Knowing the ‘Sami’ dimension of Sweden

Before a couple of weeks, when I was in Umeå for the conference on investigative journalism, I also had the opportunity to explore another dimension of Sweden. A dimension that one does not get to experience when constrained within big Southern/lateral cities like Gothenburg. Umeå, with its European cultural capital title for 2014, also showcases life and culture of the indigenous population living in the Arctic circle. Yes, the people living way up North. This populace lives in the polar region that is shared between the Nordic countries – Sweden, Norway and Finland, and also Russia.

The indigenous people are called the Sami people. Amusingly, the word Sami in my mother-tongue Tamil translates to God. The tourist version of the Sami family in our trip were as expected, amused at this coincidence.

The indigenous people primarily rear reindeer. Their survival and livelihood, both depend heavily on these animals. Meat processing, hide-based products and anything that can be tangibly manufactured out of reindeer is their small scale enterprise.

The relation between the mainland Swedes and Sami people though seems to have been under tension for sometime now. After a quick round of checking I was made aware of the conflict of interest between the Sami people and the Swedes.

Sweden, in the last century, and even now is heavily dependent on its mining industry. But, most of the mines happen to be far up North. For instance, Kiruna, the northen most town of Sweden is all but a heavy mining city. As one moves northwards, the territory historically also has been wandered by the Sami people to rear their herds of reindeer, and hence they claim ownership, in a sense. With industrialisation and increasing mining, the Sami people have found it necessary to resist the ‘encroachment’ of their territory.

The Sami resistance is a movement that captures this conflict of interest.

Sami Resistance

Sami Resistance

Only couple of interactions and a few days cannot reveal the scenario in its entirety. Nonetheless, this interaction has been an interesting lead to know some more nuances of Sweden.

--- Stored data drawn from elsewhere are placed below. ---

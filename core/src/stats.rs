//! Statistics tracking for the server core
//!
//! All counters are increment-only and live behind `Cell` so that any
//! subsystem holding a shared reference to the core context can bump
//! them. The core is single-threaded; there is nothing to lock.

use std::cell::Cell;

/// Increment-only server counters
#[derive(Debug, Default)]
pub struct ServerStats {
    /// Successful DNS lookups delivered to a consumer
    pub dns_good: Cell<u64>,
    /// Failed DNS lookups (negative answers, malformed replies)
    pub dns_bad: Cell<u64>,
    /// Total DNS replies processed
    pub dns_total: Cell<u64>,
    /// Bytes written to client sockets
    pub sent: Cell<u64>,
    /// Bytes read from client sockets
    pub recv: Cell<u64>,
    /// Connections accepted
    pub accepts: Cell<u64>,
    /// Total events delivered by the socket engine
    pub total_events: Cell<u64>,
    /// Read events delivered
    pub read_events: Cell<u64>,
    /// Write events delivered
    pub write_events: Cell<u64>,
    /// Error events delivered
    pub error_events: Cell<u64>,
}

impl ServerStats {
    pub fn new() -> Self {
        Self::default()
    }

    pub fn record_dns_good(&self) {
        bump(&self.dns_good);
    }

    pub fn record_dns_bad(&self) {
        bump(&self.dns_bad);
    }

    pub fn record_dns_total(&self) {
        bump(&self.dns_total);
    }

    pub fn record_accept(&self) {
        bump(&self.accepts);
    }

    pub fn record_sent(&self, bytes: usize) {
        self.sent.set(self.sent.get() + bytes as u64);
    }

    pub fn record_recv(&self, bytes: usize) {
        self.recv.set(self.recv.get() + bytes as u64);
    }
}

fn bump(cell: &Cell<u64>) {
    cell.set(cell.get() + 1);
}

#[cfg(test)]
mod tests {
    use super::*;

    #[test]
    fn counters_increment() {
        let stats = ServerStats::new();
        stats.record_dns_good();
        stats.record_dns_good();
        stats.record_dns_bad();
        stats.record_sent(100);
        stats.record_recv(42);
        assert_eq!(stats.dns_good.get(), 2);
        assert_eq!(stats.dns_bad.get(), 1);
        assert_eq!(stats.sent.get(), 100);
        assert_eq!(stats.recv.get(), 42);
    }
}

Getting back to the Sami culture, as mentioned earlier everything about their lives revolves around reindeer. The food, the hides used inside their shanties and fables – everything. It is in a way nostalgic to see people who in many ways reflect the background from which many of us have grown out.

Another exciting part of the Sami tradition is the ‘joik‘(or yoik). It is traditional Sami song, which has more significance than simply being traditional singing. The Sami guide who was with us, in fact sang out his ‘unique’ name in joik. He claimed that although their official names today might be the commonly used ones, but their joik names, which majority of the Sami descendants today feel uncomfortable to sport, are long, about ten seconds long song and unique to an individual!

During the interaction, of course we had to taste the traditional Sami food, which was nothing to complain about – I in fact relished it – reindeer meat stew, traditional bread with lingonberry juice. The stand-out item though was coffee with cheese and salted meat, which we were told was carried by Sami people when they would go out shepherding their reindeers.

Sami food and coffee

Sami food and coffee

We missed out on the dog-sledge ride which is another typical Sami aspect of life, but I shall be returning up North later this year to catch the Northern lights and will then have to get on the dog-sledges. I still cannot quite fathom the hardships they might have faced, to have survived with an efficient lifestyle that now sails them through the harsh winters far up north.